Bioengineered Models of Breast Cancer Dormancy
Speaker:
Shelly Peyton PhD
Chair, Department of Biomedical Engineering
Tufts University
Abstract:
Breast cancer is the most commonly diagnosed cancer in the USA. Although advances in treatment over the past several decades have significantly improved the outlook for this disease, most women who are diagnosed with estrogen-receptor-positive disease remain at risk of metastatic relapse for the remainder of their lives. The cellular source of late relapse in these patients is thought to be disseminated tumor cells that reactivate after a long period of dormancy. The biology of these dormant cells and their natural history over a patient’s lifetime is largely unclear. Research on tumor dormancy has been significantly limited by the lack of clinically relevant models. In this talk, Dr. Peyton will discuss existing dormancy models, gaps in biological understanding, and her current research to overcome this problem. Her lab's unique approach is using its engineering expertise to build simplified models of human breast cancer with synthetic biomaterials. They use these systems to understand 1) the physical relationship between metastatic breast cancer cells and the tissues to which they spread, 2) the role of the extracellular matrix and its dynamics in drug resistance, and 3) how to create bioinspired, mechanically dynamic and activatable biomaterials.

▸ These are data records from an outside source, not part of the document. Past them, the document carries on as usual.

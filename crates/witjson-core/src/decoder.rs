// Dweve WitJSON - Typed JSON Marshaling Framework
//
// Copyright (c) 2025 Dweve IP B.V. and individual contributors.
//
// SPDX-License-Identifier: Apache-2.0
//
// Licensed under the Apache License, Version 2.0 (the "License");
// you may not use this file except in compliance with the License.
// You may obtain a copy of the License in the LICENSE file at the
// root of this repository or at: http://www.apache.org/licenses/LICENSE-2.0
//
// Unless required by applicable law or agreed to in writing, software
// distributed under the License is distributed on an "AS IS" BASIS,
// WITHOUT WARRANTIES OR CONDITIONS OF ANY KIND, either express or implied.
// See the License for the specific language governing permissions and
// limitations under the License.

//! Keyed, typed access to the members of an object value.
//!
//! [`JsonDecoder`] is what a [`Decodable`] implementation reads its fields
//! through. Every accessor names the key it reads, checks the member's kind
//! without coercion, and reports failures as [`DecodingError`]s that carry
//! the key. Nested decodes are tagged with their position so the error
//! path leads from the outermost object to the failing member.
//!
//! Required accessors fail on absent keys. Optional accessors treat an
//! absent key and an explicit `null` alike as "no value".

use crate::decode::{check_object_elements, decode_elements, Decodable};
use crate::error::{DecodeResult, DecodingError};
use crate::error_ext::DecodeResultExt;
use crate::primitive::Primitive;
use crate::transform::{Transformable, Transformer};
use crate::value::{Map, Value, ValueKind};
use std::collections::BTreeMap;
use tracing::debug;

/// A decoding view over one object value.
#[derive(Debug, Clone, Copy)]
pub struct JsonDecoder<'a> {
    object: &'a Map,
}

impl<'a> JsonDecoder<'a> {
    /// Open a decoder on `json`, which must be an object.
    pub fn new(json: &'a Value) -> DecodeResult<Self> {
        match json {
            Value::Object(object) => Ok(Self { object }),
            other => Err(failed(DecodingError::DictionaryShapeMismatch {
                key: None,
                expected: None,
                found: other.kind(),
            })),
        }
    }

    /// The underlying members.
    pub fn object(&self) -> &'a Map {
        self.object
    }

    /// Whether `key` is present, including with a `null` value.
    pub fn contains(&self, key: &str) -> bool {
        self.object.contains_key(key)
    }

    /// The raw member under `key`.
    pub fn decode_value(&self, key: &str) -> DecodeResult<&'a Value> {
        self.object
            .get(key)
            .ok_or_else(|| failed(DecodingError::key_missing(key)))
    }

    /// Present, non-null member under `key`.
    fn present(&self, key: &str) -> Option<&'a Value> {
        self.object.get(key).filter(|value| !value.is_null())
    }

    /// Read a required scalar.
    pub fn decode<P: Primitive>(&self, key: &str) -> DecodeResult<P> {
        let value = self.decode_value(key)?;
        P::from_value(value).ok_or_else(|| {
            failed(if value.kind() == P::KIND {
                DecodingError::out_of_range(key, value, P::NAME)
            } else {
                DecodingError::type_mismatch(key, P::KIND, value.kind())
            })
        })
    }

    /// Read an optional scalar. Absent, null and mistyped members all yield
    /// `None`.
    pub fn decode_optional<P: Primitive>(&self, key: &str) -> Option<P> {
        self.object.get(key).and_then(P::from_value)
    }

    /// Read a required nested object.
    pub fn decode_object<T: Decodable>(&self, key: &str) -> DecodeResult<T> {
        let value = self.decode_value(key)?;
        T::from_json(value).at_key(key)
    }

    /// Read an optional nested object. Absent and null members yield
    /// `None`; a present member must decode.
    pub fn decode_optional_object<T: Decodable>(&self, key: &str) -> DecodeResult<Option<T>> {
        match self.present(key) {
            Some(value) => T::from_json(value).at_key(key).map(Some),
            None => Ok(None),
        }
    }

    /// Read a required array of scalars, all of kind `P`.
    pub fn decode_array<P: Primitive>(&self, key: &str) -> DecodeResult<Vec<P>> {
        let items = self.array_member(key, P::KIND)?;
        items
            .iter()
            .map(|item| match P::from_value(item) {
                Some(value) => Ok(value),
                None if item.kind() == P::KIND => {
                    Err(failed(DecodingError::out_of_range(key, item, P::NAME)))
                }
                None => Err(failed(DecodingError::ArrayShapeMismatch {
                    key: Some(key.to_string()),
                    expected: P::KIND,
                    found: item.kind(),
                })),
            })
            .collect()
    }

    /// Read an optional array of scalars. Absent and null members yield
    /// `None`; a present member must be a well-formed array.
    pub fn decode_optional_array<P: Primitive>(&self, key: &str) -> DecodeResult<Option<Vec<P>>> {
        if self.present(key).is_none() {
            return Ok(None);
        }
        self.decode_array(key).map(Some)
    }

    /// Read a required array of objects. Elements decode in order and the
    /// first failure aborts.
    pub fn decode_object_array<T: Decodable>(&self, key: &str) -> DecodeResult<Vec<T>> {
        let items = self.array_member(key, ValueKind::Object)?;
        check_object_elements(items, Some(key)).map_err(failed)?;
        decode_elements(items).at_key(key)
    }

    /// Read an optional array of objects. Absent and null members yield
    /// `None`.
    pub fn decode_optional_object_array<T: Decodable>(
        &self,
        key: &str,
    ) -> DecodeResult<Option<Vec<T>>> {
        if self.present(key).is_none() {
            return Ok(None);
        }
        self.decode_object_array(key).map(Some)
    }

    /// Read a required object whose members are all scalars of kind `P`.
    pub fn decode_map<P: Primitive>(&self, key: &str) -> DecodeResult<BTreeMap<String, P>> {
        let members = self.object_member(key, P::KIND)?;
        members
            .iter()
            .map(|(name, item)| match P::from_value(item) {
                Some(value) => Ok((name.clone(), value)),
                None if item.kind() == P::KIND => Err(failed(
                    DecodingError::out_of_range(name.as_str(), item, P::NAME).at_key(key),
                )),
                None => Err(failed(DecodingError::DictionaryShapeMismatch {
                    key: Some(key.to_string()),
                    expected: Some(P::KIND),
                    found: item.kind(),
                })),
            })
            .collect()
    }

    /// Read a required object whose members are all objects.
    pub fn decode_object_map<T: Decodable>(&self, key: &str) -> DecodeResult<BTreeMap<String, T>> {
        let members = self.object_member(key, ValueKind::Object)?;
        if let Some(bad) = members.values().find(|item| !item.is_object()) {
            return Err(failed(DecodingError::DictionaryShapeMismatch {
                key: Some(key.to_string()),
                expected: Some(ValueKind::Object),
                found: bad.kind(),
            }));
        }
        members
            .iter()
            .map(|(name, item)| {
                T::from_json(item)
                    .at_key(name)
                    .at_key(key)
                    .map(|value| (name.clone(), value))
            })
            .collect()
    }

    /// Read a required member through `transformer`.
    pub fn decode_with<W: Primitive, N>(
        &self,
        key: &str,
        transformer: &Transformer<W, N>,
    ) -> DecodeResult<N> {
        let value = self.decode_value(key)?;
        transformer.decode_value(value).ok_or_else(|| {
            failed(DecodingError::not_transformable(
                key,
                value,
                transformer.name(),
            ))
        })
    }

    /// Read an optional member through `transformer`. Absent and null
    /// members yield `None`; a present member must transform.
    pub fn decode_optional_with<W: Primitive, N>(
        &self,
        key: &str,
        transformer: &Transformer<W, N>,
    ) -> DecodeResult<Option<N>> {
        if self.present(key).is_none() {
            return Ok(None);
        }
        self.decode_with(key, transformer).map(Some)
    }

    /// Read a required member through its type's bound transformer.
    pub fn decode_transformed<T: Transformable>(&self, key: &str) -> DecodeResult<T> {
        self.decode_with(key, T::transformer())
    }

    /// Read an optional member through its type's bound transformer.
    pub fn decode_optional_transformed<T: Transformable>(
        &self,
        key: &str,
    ) -> DecodeResult<Option<T>> {
        self.decode_optional_with(key, T::transformer())
    }

    fn array_member(&self, key: &str, expected: ValueKind) -> DecodeResult<&'a [Value]> {
        let value = self.decode_value(key)?;
        value.as_array().ok_or_else(|| {
            failed(DecodingError::ArrayShapeMismatch {
                key: Some(key.to_string()),
                expected,
                found: value.kind(),
            })
        })
    }

    fn object_member(&self, key: &str, expected: ValueKind) -> DecodeResult<&'a Map> {
        let value = self.decode_value(key)?;
        value.as_object().ok_or_else(|| {
            failed(DecodingError::DictionaryShapeMismatch {
                key: Some(key.to_string()),
                expected: Some(expected),
                found: value.kind(),
            })
        })
    }
}

fn failed(err: DecodingError) -> DecodingError {
    debug!(kind = %err.kind(), key = ?err.key(), "decode failed: {}", err);
    err
}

Dr. Peyton received her B.S. in Chemical Engineering from Northwestern University in 2002 and went on to obtain her MS and PhD in Chemical Engineering from the University of California, Irvine in 2007. She was then an NIH Kirschstein post-doctoral fellow in the Biological Engineering Department at MIT before starting her academic appointment at the University of Massachusetts Amherst in 2011, moving to Tufts University in 2024. Her work has earned her the honors of a 2013 Pew Biomedical Scholar, a New Innovator Award from the NIH, and a CAREER grant from the NSF. Shelly is a fellow of the Biomedical Engineering Society and a fellow of the American Institute for Medical and Biological Engineering.